Chief Medical Officer, Marpella, and practicing internist.
In contrast to the fictitious Dr. McCoy (“Bones”) of Star Trek fame, we don’t have a hypospray to magically erase pain, nor do patients insist on retaining pain as part of their identity. The unvarnished reality is that many people are desperately seeking better, natural alternatives for pain control. Their basic quality of life is profoundly damaged by their pain. As a physician, I understand the pain my patients suffer, the causes, and the consequences of bad treatments. I have become convinced that cannabis can be an effective option and complement to other modalities to alleviate the pain and suffering of many people.
Pain is a universal and complex symptom and medical challenge to diagnose and treat. It can be a symptom of a serious medical problem demanding the clinician’s diagnostic expertise and requiring the clinician to acquire the patient history, perform the physical exam and order the appropriate laboratory and imaging tests. What makes pain complex and insidious is that it is subjective. The perception, intensity and demands for diagnosis and/or relief are influenced by psychology and an individual’s tolerance for discomfort. Athletes and soldiers often function with intense pain suppressed by an outpouring of neurotransmitters precipitated by the stress. Others are incapacitated and seek relief from what appear to be mild injuries that are perceived as serious or disabling. Pain provokes anxiety because chest pain is feared to be a heart attack or headache is thought to be a brain tumor.

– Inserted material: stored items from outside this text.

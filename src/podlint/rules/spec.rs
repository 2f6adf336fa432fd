//! `spec` section: target OS and the container list.

use crate::podlint::checks;
use crate::podlint::parser::{Node, NodeKind};
use crate::podlint::rules::{FieldRule, OS_NAMES, Shape, apply_rules, container};
use crate::podlint::types::Diagnostics;

const SPEC_RULES: &[FieldRule] = &[
    FieldRule::optional("os", Shape::Any, check_os),
    FieldRule::required("containers", Shape::Array, check_containers),
];

pub fn validate_spec(spec: &Node, sink: &mut Diagnostics) {
    apply_rules(SPEC_RULES, spec, sink);
}

/// `os` is either a bare name or a mapping with a `name` field.
fn check_os(os: &Node, sink: &mut Diagnostics) {
    let name = match &os.kind {
        NodeKind::Scalar(_) => os,
        NodeKind::Mapping(_) => match os.entry("name") {
            None => {
                sink.push(os.line, "os.name is required");
                return;
            }
            Some((key, value)) if value.is_empty_scalar() => {
                sink.push(key.line, "os.name is required");
                return;
            }
            Some((_, value)) if !value.is_scalar() => {
                sink.push(value.line, "os.name must be string");
                return;
            }
            Some((_, value)) => value,
        },
        NodeKind::Sequence(_) => {
            sink.push(os.line, "os must be string or object");
            return;
        }
    };
    // An empty bare value means no OS was selected.
    if name.is_empty_scalar() {
        return;
    }
    sink.record(checks::one_of(name, "os", OS_NAMES));
}

fn check_containers(containers: &Node, sink: &mut Diagnostics) {
    let items = containers.as_sequence().unwrap_or_default();
    if items.is_empty() {
        sink.push(containers.line, "containers must not be empty");
    }
    for item in items {
        container::validate_container(item, sink);
    }
}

There are two basic types of pain: nociceptive pain and neuropathic pain. Nociceptive pain is produced by obvious triggers–falling, getting hit with a baseball or touching a hot stove. These painful events of daily living provoke a normal and protective pain response. Neuropathic pain is an abnormal or harmful response caused by hypersensitivity and/or nerve damage. It may be an exaggerated response to a painful stimulus or an unpleasant reaction to a normal sensation such as temperature or touch. This dysfunctional pain is often chronic, debilitating and more challenging to treat.